DEADLINE: You mentioned earlier this use of color. With Belfast being so predominantly black and white, can you talk a little bit about your use of vivid at the cinema?
BRANAGH: Yeah. Well, black and white suddenly gives you the past with this poetic quality. It also really reminded me of the massivity of the Belfast landscape as well. Those big cranes, that Cavehill behind us, and all of that granite-y, gray, often rainy world was very much in monochrome to my eyes. And it reminded me of the westerns that I was seeing on television. I somehow had an intuitive connection to Monument Valley, of which I’ve still never been to, but I would see those John Ford films in black and white, and they reminded me of the big upright structures in Belfast, and the harshness of the architecture, quite stern, quite forbidding.

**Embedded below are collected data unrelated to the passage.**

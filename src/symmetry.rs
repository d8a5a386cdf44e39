use static_init::dynamic;

use crate::constants::{
    N_FLIP, N_FLIP_SYM, N_PERM, N_PERM_SYM, N_TWIST, N_TWIST_SYM, SYM_E2C_MAGIC,
};
use crate::cubie::{CubieCube, MOVE_CUBES};
use crate::tables::UT;

/// Quarter turn of the whole cube about the UD axis.
pub const S_U4: CubieCube = CubieCube {
    ca: [3, 0, 1, 2, 7, 4, 5, 6],
    ea: [6, 0, 2, 4, 14, 8, 10, 12, 23, 17, 19, 21],
};

/// Half turn of the whole cube about the FB axis.
pub const S_F2: CubieCube = CubieCube {
    ca: [5, 4, 7, 6, 1, 0, 3, 2],
    ea: [12, 10, 8, 14, 4, 2, 0, 6, 18, 16, 22, 20],
};

/// Reflection through the RL plane. All corner orientations carry the
/// mirror offset 3.
pub const S_LR2: CubieCube = CubieCube {
    ca: [25, 24, 27, 26, 29, 28, 31, 30],
    ea: [4, 2, 0, 6, 12, 10, 8, 14, 18, 16, 22, 20],
};

/// Third-turn of the whole cube about the URF-DBL diagonal, cycling the
/// U, R and F axes.
pub const S_URF: CubieCube = CubieCube {
    ca: [8, 20, 13, 17, 19, 15, 22, 10],
    ea: [3, 16, 11, 18, 7, 22, 15, 20, 1, 9, 13, 5],
};

/// How each move index reads in each of the six URF frames (three
/// rotated frames, then the same three on the inverse cube).
pub const URF_MOVE: [[u8; 18]; 6] = [
    [0, 1, 2, 3, 4, 5, 6, 7, 8, 9, 10, 11, 12, 13, 14, 15, 16, 17],
    [6, 7, 8, 0, 1, 2, 3, 4, 5, 15, 16, 17, 9, 10, 11, 12, 13, 14],
    [3, 4, 5, 6, 7, 8, 0, 1, 2, 12, 13, 14, 15, 16, 17, 9, 10, 11],
    [2, 1, 0, 5, 4, 3, 8, 7, 6, 11, 10, 9, 14, 13, 12, 17, 16, 15],
    [8, 7, 6, 2, 1, 0, 5, 4, 3, 17, 16, 15, 11, 10, 9, 14, 13, 12],
    [5, 4, 3, 8, 7, 6, 2, 1, 0, 14, 13, 12, 17, 16, 15, 11, 10, 9],
];

/// The 18 move cubes, the 16 symmetries of the D4h subgroup with their
/// multiplication tables, and the URF rotation cubes.
#[derive(Debug)]
pub struct SymTables {
    pub move_cube: [CubieCube; 18],
    pub cube_sym: [CubieCube; 16],
    pub sym_mult: [[u8; 16]; 16],
    pub sym_mult_inv: [[u8; 16]; 16],
    pub urf1: CubieCube,
    pub urf2: CubieCube,
}

impl SymTables {
    pub fn new() -> Self {
        let mut move_cube = [CubieCube::default(); 18];
        for axis in 0..6 {
            move_cube[axis * 3] = MOVE_CUBES[axis];
            for p in 0..2 {
                move_cube[axis * 3 + p + 1] = move_cube[axis * 3 + p].multiply(&MOVE_CUBES[axis]);
            }
        }

        // enumerate the 16 symmetries from the three generators
        let mut cube_sym = [CubieCube::default(); 16];
        let mut c = CubieCube::default();
        for i in 0..16 {
            cube_sym[i] = c;
            c = c.multiply_full(&S_U4);
            if i % 4 == 3 {
                c = c.multiply_full(&S_LR2);
            }
            if i % 8 == 7 {
                c = c.multiply_full(&S_F2);
            }
        }

        // multiplication and inverse-multiplication by brute compare
        let mut sym_mult = [[0u8; 16]; 16];
        let mut sym_mult_inv = [[0u8; 16]; 16];
        for i in 0..16 {
            for j in 0..16 {
                let c = cube_sym[i].corner_multiply_full(&cube_sym[j]);
                for k in 0..16 {
                    if cube_sym[k].ca == c.ca {
                        sym_mult[i][j] = k as u8;
                        sym_mult_inv[k][j] = i as u8; // i * j = k  =>  k * j^-1 = i
                        break;
                    }
                }
            }
        }

        let urf1 = S_URF;
        let urf2 = S_URF.multiply(&S_URF);

        Self {
            move_cube,
            cube_sym,
            sym_mult,
            sym_mult_inv,
            urf1,
            urf2,
        }
    }

    /// Fold an edge-permutation symmetry coordinate into the matching
    /// corner-permutation one.
    pub fn esym2csym(idx: usize) -> usize {
        idx ^ (SYM_E2C_MAGIC >> ((idx & 0xf) << 1) & 3)
    }
}

/// How moves transform under conjugation by each symmetry, and which
/// symmetries fix each move cube.
#[derive(Debug)]
pub struct SymMoveTables {
    pub move_cube_sym: [u64; 18],
    pub first_move_sym: [u32; 48],
    pub sym_move: [[u8; 18]; 16],
    pub sym8_move: [u8; 8 * 18],
    pub sym_move_ud: [[u8; 18]; 16],
}

impl SymMoveTables {
    pub fn new() -> Self {
        let mut move_cube_sym = [0u64; 18];
        let mut first_move_sym = [0u32; 48];
        let mut sym_move = [[0u8; 18]; 16];
        let mut sym8_move = [0u8; 8 * 18];
        let mut sym_move_ud = [[0u8; 18]; 16];

        for j in 0..18 {
            for s in 0..16 {
                let c = SYM.move_cube[j].corner_conjugate(SYM.sym_mult_inv[0][s] as usize);
                for m in 0..18 {
                    if SYM.move_cube[m].ca == c.ca {
                        sym_move[s][j] = m as u8;
                        sym_move_ud[s][UT.std2ud[j]] = UT.std2ud[m] as u8;
                        break;
                    }
                }
                if s % 2 == 0 {
                    sym8_move[j << 3 | s >> 1] = sym_move[s][j];
                }
            }
        }

        for i in 0..18 {
            move_cube_sym[i] = SYM.move_cube[i].symmetry();
            let mut j = i;
            for s in 0..48 {
                if (sym_move[s % 16][j] as usize) < i {
                    first_move_sym[s] |= 1 << i;
                }
                if s % 16 == 15 {
                    j = URF_MOVE[2][j] as usize;
                }
            }
        }

        Self {
            move_cube_sym,
            first_move_sym,
            sym_move,
            sym8_move,
            sym_move_ud,
        }
    }
}

/// First moves made redundant by the self-symmetries of the start cube.
pub fn get_skip_moves(ssym: u64) -> u32 {
    let mut ret = 0;
    let mut s = ssym >> 1;
    let mut i = 1;
    while s != 0 {
        if s & 1 == 1 {
            ret |= ST.first_move_sym[i];
        }
        s >>= 1;
        i += 1;
    }
    ret
}

/// Raw coordinate classification: representative per equivalence class,
/// raw-to-(class | sym) packing and per-class self-symmetry masks.
#[derive(Debug)]
pub struct RawSymTables {
    pub flip_s2r: Vec<u16>,
    pub twist_s2r: Vec<u16>,
    pub eperm_s2r: Vec<u16>,
    pub flip_r2s: Vec<u16>,
    pub twist_r2s: Vec<u16>,
    pub eperm_r2s: Vec<u16>,
    pub sym_state_flip: Vec<u16>,
    pub sym_state_twist: Vec<u16>,
    pub sym_state_perm: Vec<u16>,
}

enum RawCoord {
    Flip,
    Twist,
    EPerm,
}

impl RawSymTables {
    pub fn new() -> Self {
        let mut eperm_s2r = vec![0u16; N_PERM_SYM];
        let mut eperm_r2s = vec![0u16; N_PERM];
        let mut sym_state_perm = vec![0u16; N_PERM_SYM];
        RawSymTables::init_sym2raw(
            N_PERM,
            &mut eperm_s2r,
            &mut eperm_r2s,
            &mut sym_state_perm,
            RawCoord::EPerm,
        );

        let mut flip_s2r = vec![0u16; N_FLIP_SYM];
        let mut flip_r2s = vec![0u16; N_FLIP];
        let mut sym_state_flip = vec![0u16; N_FLIP_SYM];
        RawSymTables::init_sym2raw(
            N_FLIP,
            &mut flip_s2r,
            &mut flip_r2s,
            &mut sym_state_flip,
            RawCoord::Flip,
        );

        let mut twist_s2r = vec![0u16; N_TWIST_SYM];
        let mut twist_r2s = vec![0u16; N_TWIST];
        let mut sym_state_twist = vec![0u16; N_TWIST_SYM];
        RawSymTables::init_sym2raw(
            N_TWIST,
            &mut twist_s2r,
            &mut twist_r2s,
            &mut sym_state_twist,
            RawCoord::Twist,
        );

        Self {
            flip_s2r,
            twist_s2r,
            eperm_s2r,
            flip_r2s,
            twist_r2s,
            eperm_r2s,
            sym_state_flip,
            sym_state_twist,
            sym_state_perm,
        }
    }

    fn init_sym2raw(
        n_raw: usize,
        sym2raw: &mut [u16],
        raw2sym: &mut [u16],
        sym_state: &mut [u16],
        coord: RawCoord,
    ) -> usize {
        // flip and twist keep only the 8 even symmetries
        let sym_inc = match coord {
            RawCoord::EPerm => 1,
            _ => 2,
        };
        let is_edge = !matches!(coord, RawCoord::Twist);

        let mut c = CubieCube::default();
        let mut count = 0;
        for i in 0..n_raw {
            if raw2sym[i] != 0 {
                continue;
            }
            match coord {
                RawCoord::Flip => c.set_flip(i as u16),
                RawCoord::Twist => c.set_twist(i as u16),
                RawCoord::EPerm => c.set_eperm(i),
            }
            for s in (0..16).step_by(sym_inc) {
                let d = match is_edge {
                    true => c.edge_conjugate(s),
                    false => c.corner_conjugate(s),
                };
                let idx = match coord {
                    RawCoord::Flip => d.get_flip() as usize,
                    RawCoord::Twist => d.get_twist() as usize,
                    RawCoord::EPerm => d.get_eperm(),
                };
                if idx == i {
                    sym_state[count] |= 1 << (s / sym_inc);
                }
                raw2sym[idx] = ((count << 4 | s) / sym_inc) as u16;
            }
            sym2raw[count] = i as u16;
            count += 1;
        }
        count
    }
}

#[dynamic(lazy)]
pub static SYM: SymTables = SymTables::new();

#[dynamic(lazy)]
pub static ST: SymMoveTables = SymMoveTables::new();

#[dynamic(lazy)]
pub static S2R: RawSymTables = RawSymTables::new();

#[cfg(test)]
mod tests {
    use super::*;

    #[test]
    fn test_sym_group_closure() {
        // identity at index 0, every product lands back in the group
        assert_eq!(SYM.cube_sym[0], CubieCube::default());
        for i in 0..16 {
            assert_eq!(SYM.sym_mult[i][0], i as u8);
            assert_eq!(SYM.sym_mult[0][i], i as u8);
        }
    }

    #[test]
    fn test_sym_inverse() {
        for i in 0..16 {
            let inv = SYM.sym_mult_inv[0][i] as usize;
            assert_eq!(SYM.sym_mult[inv][i], 0);
        }
    }

    #[test]
    fn test_urf_order_three() {
        let id = SYM.urf1.multiply(&SYM.urf2);
        assert_eq!(id.ca, CubieCube::default().ca);
        assert_eq!(id.ea, CubieCube::default().ea);
    }

    #[test]
    fn test_class_counts() {
        // representatives fill the expected symmetry-reduced sizes
        assert_eq!(S2R.flip_s2r.len(), N_FLIP_SYM);
        assert_eq!(S2R.twist_s2r.len(), N_TWIST_SYM);
        assert_eq!(S2R.eperm_s2r.len(), N_PERM_SYM);
        assert_eq!(S2R.flip_r2s[0], 0);
        assert_eq!(S2R.twist_r2s[0], 0);
        // solved coordinates are their own representatives
        assert_eq!(S2R.flip_s2r[0], 0);
        assert_eq!(S2R.twist_s2r[0], 0);
        assert_eq!(S2R.eperm_s2r[0], 0);
    }

    #[test]
    fn test_conjugate_round_trip() {
        let cc = CubieCube::default()
            .apply_moves(&crate::moves::parse_moves("R U F' D2 L B").unwrap());
        for s in 0..16 {
            let d = cc
                .corner_conjugate(s)
                .corner_conjugate(SYM.sym_mult_inv[0][s] as usize);
            // conjugating by s then s^-1 restores the corners
            assert_eq!(d.ca, cc.ca, "sym {}", s);
        }
    }
}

So, whenever color came into my life at the cinema, it came in like a rainbow of intensity. So, early gifts, in that regard, were films like The Great Escape, the Beatles’ Yellow Submarine, which is as trippy a movie as you could ever see, really. I didn’t make much sense of it then, but I know that it captivated me. And Chitty Chitty Bang Bang, The Sound of Music, wide screen entertainments that often took you vast distances. Geographically, they took you. Color seemed to take me around the world. Sound of Music, or Great Escape took me all over Europe. Chitty Chitty Bang Bang took me to a completely different world. In this case, it had the fairy tale castles of Ludwig of Bavaria in the magical land that they fly to.
So, color expanded my consciousness. Absolutely, color announced itself at the movies as a place to immerse yourself, a place of transformation and a place of escape. And it came with such happy memories. It was always with parents, and it was with crowded cinemas, and it was the massive image in color of such intensity that entirely lifted you from whatever pain, or darkness, or humdrum-ness, or whatever else you might be going through in your life. It was a magic carpet to a world of imagination. And I wanted the same thing to happen here. And for it to even happen in the world of the theater, when they go and see A Christmas Carol, and when they see, as a kind of tease, the color is reflected on the outside of granny’s glasses. It’s as if, somehow, imagination and escape is out there, but you have to go and get it. It just knocks on the door. It doesn’t come in. You have to go get it. For me, color was the great calling card of art. It was the great calling card of cinema. It was the great calling card of the imagination. And black and white was beautiful, and poetic, and sometimes gritty, but you were glad of the invitation into that Technicolor palace.